Wednesday, September 25, 2013

Birthday girl


It was her birthday. She had bought herself purple silk panties, and she was wearing them under her lime-green slacks walking to work. She rubbed her thighs together and moved her hips to run the silk up and down her stomach. It was starting to get colder out in the early morning, but the bus never came and she could save time having one more cigarette while walking the seven blocks along Delaware, then the long hill down beside Lincoln Park, past the empty playgrounds and the dying public vegetable gardens, the yellowed cement low-rent high rise,  the pre-washed streets half-deserted but bright-lit by the rising sun above the east side of the river, at this time a wealth of rich color and shadowy opportunity.
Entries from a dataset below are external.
use bytes::BytesMut;
use lazy_static::lazy_static;
use manifest_dir_macros::exist_relative_path;
use mockall::mock;
use nom::{
    bytes::complete::take_while_m_n,
    character::complete::multispace0,
    combinator::{all_consuming, map_res},
    multi::many1,
    sequence::delimited,
    IResult,
};
use std::{
    collections::VecDeque,
    io::{self, Read, Write},
};
use torchbearer::{
    codec::frame::{decode_frame, encode_frame, Direction},
    descramble::{encode_exponent, exposure_time_ms, scramble},
    ExposureMode, ExposureStatus, MessageType, WavelengthRange,
};

/// Decodes a pair of chars formatted as hex into a byte. For example "FF" -> 255
fn hex_byte(input: &str) -> IResult<&str, u8> {
    map_res(
        take_while_m_n(2, 2, |c: char| c.is_ascii_hexdigit()),
        |hex| u8::from_str_radix(hex, 16),
    )(input)
}

/// Parses a hex dump, bytes may be separated by any whitespace including new lines
pub fn parse_hex_str(input: &str) -> IResult<&str, Vec<u8>> {
    all_consuming(many1(delimited(multispace0, hex_byte, multispace0)))(input)
}

lazy_static! {
    /// Single `GET_DATA` package: normal exposure of 50 ms, 401 samples decoding to
    /// `(1000 + i) / 100`
    pub static ref DATA_FRAME: Vec<u8> = {
        let hex_str = include_str!(exist_relative_path!("../resources/test/data_frame.txt"));
        let (_, data) = parse_hex_str(hex_str)
            .expect("Failed to parse resources/test/data_frame.txt");
        data
    };
    /// Range, exposure mode, [`struct@DATA_FRAME`] and stop packages followed by the first 40
    /// bytes of another data package
    pub static ref CAPTURE_EXAMPLE: Vec<u8> = {
        let hex_str = include_str!(exist_relative_path!("../resources/test/capture_example.txt"));
        let (_, data) = parse_hex_str(hex_str)
            .expect("Failed to parse resources/test/capture_example.txt");
        data
    };
}

mock! {
    pub IO {}
    impl Read for IO {
        fn read(&mut self, buf: &mut [u8]) -> std::io::Result<usize>;
    }
    impl Write for IO {
        fn write(&mut self, buf: &[u8]) -> std::io::Result<usize>;
        fn flush(&mut self) -> std::io::Result<()>;
    }
}

pub const FULL_SCALE: u16 = u16::MAX;

/// Simulated spectrometer speaking the wire protocol.
///
/// Intensity of every pixel grows linearly with exposure time and clips at [`FULL_SCALE`].
/// Reads return at most `chunk_size` bytes. Reading while there is nothing to send fails with
/// [`io::ErrorKind::UnexpectedEof`], so a host waiting for a package that never comes fails
/// instead of hanging.
pub struct FakeTorchBearer {
    pub device_id: String,
    pub range: WavelengthRange,
    pub mode: ExposureMode,
    pub exposure_time_us: u32,
    pub serial: u32,
    pub ex_info: u64,
    /// Counts per µs of the brightest pixel
    pub brightness: f64,
    pub chunk_size: usize,
    /// Answer the next `GET_DATA` with a late `STOP` instead of streaming
    pub stale_stop: bool,
    /// Commands in the order they were received
    pub received: Vec<MessageType>,
    /// Data packages sent so far
    pub readings_sent: usize,
    max_exposure_us: u32,
    streaming: bool,
    last_status: ExposureStatus,
    inbox: BytesMut,
    outbox: VecDeque<u8>,
}

impl Default for FakeTorchBearer {
    fn default() -> Self {
        FakeTorchBearer {
            device_id: "Y21B7W10034-CZ".to_string(),
            range: WavelengthRange::new(380, 780).expect("valid range"),
            mode: ExposureMode::Manual,
            exposure_time_us: 100_000,
            serial: 0xCAFE_BABE,
            ex_info: 0x1122_3344_5566_7788,
            brightness: 0.5,
            chunk_size: 64,
            stale_stop: false,
            received: Vec::new(),
            readings_sent: 0,
            max_exposure_us: 5_000_000,
            streaming: false,
            last_status: ExposureStatus::Normal,
            inbox: BytesMut::new(),
            outbox: VecDeque::new(),
        }
    }
}

impl FakeTorchBearer {
    pub fn new() -> Self {
        Self::default()
    }

    pub fn with_brightness(mut self, brightness: f64) -> Self {
        self.brightness = brightness;
        self
    }

    pub fn with_stale_stop(mut self) -> Self {
        self.stale_stop = true;
        self
    }

    /// Longest exposure time the device accepts, in µs
    pub fn with_max_exposure(mut self, max_exposure_us: u32) -> Self {
        self.max_exposure_us = max_exposure_us;
        self
    }

    /// Queues an arbitrary package, as if the device sent it unprompted
    pub fn push_response(&mut self, message_type: MessageType, payload: &[u8]) {
        let mut package = BytesMut::new();
        encode_frame(
            Direction::DeviceToHost,
            message_type.to_code(),
            payload,
            &mut package,
        )
        .expect("payload fits a package");
        self.outbox.extend(package.iter());
    }

    pub fn is_streaming(&self) -> bool {
        self.streaming
    }

    /// Peak intensity at the current exposure time, before clipping
    pub fn expected_peak(&self) -> f64 {
        self.brightness * f64::from(self.exposure_time_us)
    }

    fn samples(&self) -> Vec<u16> {
        let len = self.range.len();
        let mid = (len / 2) as f64;
        (0..len)
            .map(|i| {
                // Triangle peaking in the middle of the range
                let shape = 1.0 - 0.8 * (i as f64 - mid).abs() / mid.max(1.0);
                (shape * self.expected_peak())
                    .round()
                    .min(f64::from(FULL_SCALE)) as u16
            })
            .collect()
    }

    fn push_reading(&mut self) {
        let values = self.samples();
        let peak = values.iter().copied().max().unwrap_or(0);
        let status = if peak == FULL_SCALE {
            ExposureStatus::Over
        } else if peak < FULL_SCALE / 100 {
            ExposureStatus::Under
        } else {
            ExposureStatus::Normal
        };
        let mut payload = vec![status as u8];
        payload.extend_from_slice(&self.exposure_time_us.to_le_bytes());
        payload.extend_from_slice(&encode_exponent(0).to_le_bytes());
        payload.extend_from_slice(&self.serial.to_le_bytes());
        payload.extend_from_slice(&self.ex_info.to_le_bytes());
        let words = scramble(
            &values,
            exposure_time_ms(self.exposure_time_us),
            self.serial,
            self.ex_info,
        );
        for word in words {
            payload.extend_from_slice(&word.to_le_bytes());
        }
        self.push_response(MessageType::GetData, &payload);
        self.last_status = status;
        self.readings_sent += 1;
    }

    fn handle(&mut self, message_type: MessageType, payload: &[u8]) {
        self.received.push(message_type);
        match message_type {
            MessageType::Stop => {
                self.streaming = false;
                // Firmware only acknowledges a stop after a normal reading
                if self.last_status == ExposureStatus::Normal {
                    self.push_response(MessageType::Stop, &[]);
                }
            }
            MessageType::GetDeviceId => {
                let id = self.device_id.clone();
                self.push_response(MessageType::GetDeviceId, id.as_bytes());
            }
            MessageType::SetExposureMode => {
                let accepted = match payload.first().map(|c| ExposureMode::try_from_code(*c)) {
                    Some(Ok(mode)) => {
                        self.mode = mode;
                        true
                    }
                    _ => false,
                };
                self.push_response(MessageType::SetExposureMode, &[u8::from(!accepted)]);
            }
            MessageType::GetExposureMode => {
                self.push_response(MessageType::GetExposureMode, &[self.mode.to_code()]);
            }
            MessageType::SetExposureValue => {
                let value = payload
                    .try_into()
                    .map(u32::from_le_bytes)
                    .ok()
                    .filter(|t| (1..=self.max_exposure_us).contains(t));
                if let Some(t) = value {
                    self.exposure_time_us = t;
                }
                self.push_response(MessageType::SetExposureValue, &[u8::from(value.is_none())]);
            }
            MessageType::GetExposureValue => {
                let t = self.exposure_time_us;
                self.push_response(MessageType::GetExposureValue, &t.to_le_bytes());
            }
            MessageType::GetRange => {
                let mut payload = self.range.start().to_le_bytes().to_vec();
                payload.extend_from_slice(&self.range.stop().to_le_bytes());
                self.push_response(MessageType::GetRange, &payload);
            }
            MessageType::GetData => {
                if self.stale_stop {
                    self.stale_stop = false;
                    self.push_response(MessageType::Stop, &[]);
                } else {
                    self.streaming = true;
                }
            }
        }
    }
}

impl Write for FakeTorchBearer {
    fn write(&mut self, buf: &[u8]) -> io::Result<usize> {
        self.inbox.extend_from_slice(buf);
        loop {
            match decode_frame(Direction::HostToDevice, &mut self.inbox) {
                Ok(Some(frame)) => match MessageType::try_from_code(frame.code) {
                    Ok(message_type) => self.handle(message_type, &frame.payload),
                    Err(err) => return Err(io::Error::new(io::ErrorKind::InvalidData, err)),
                },
                Ok(None) => break,
                Err(err) => return Err(io::Error::new(io::ErrorKind::InvalidData, err)),
            }
        }
        Ok(buf.len())
    }

    fn flush(&mut self) -> io::Result<()> {
        Ok(())
    }
}

impl Read for FakeTorchBearer {
    fn read(&mut self, buf: &mut [u8]) -> io::Result<usize> {
        if self.outbox.is_empty() && self.streaming {
            self.push_reading();
        }
        if self.outbox.is_empty() {
            return Err(io::ErrorKind::UnexpectedEof.into());
        }
        let count = buf.len().min(self.chunk_size).min(self.outbox.len());
        for (dst, src) in buf.iter_mut().zip(self.outbox.drain(..count)) {
            *dst = src;
        }
        Ok(count)
    }
}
But the day was typical, she passed nobody she knew for she knew nobody, her usual invisible self only more so since it was her birthday and to everyone else down here—the bored crossing guard on his metal stool, the cop smoking on the station steps, the frantic blond, her dress and costume necklaces flying, carrying her small sick white dog into the animal hospital, the school children in brown uniform crossing against the guard’s direction, the grocery shop owner with heavy lids, rolling up the security gate, exposing his sad old produce in the window, it was just another day, she was  just another semi-familiar nonentity from the neighborhood who for them was not celebrating a another year on earth in her purple silk panties, just  simply a day older than she was yesterday.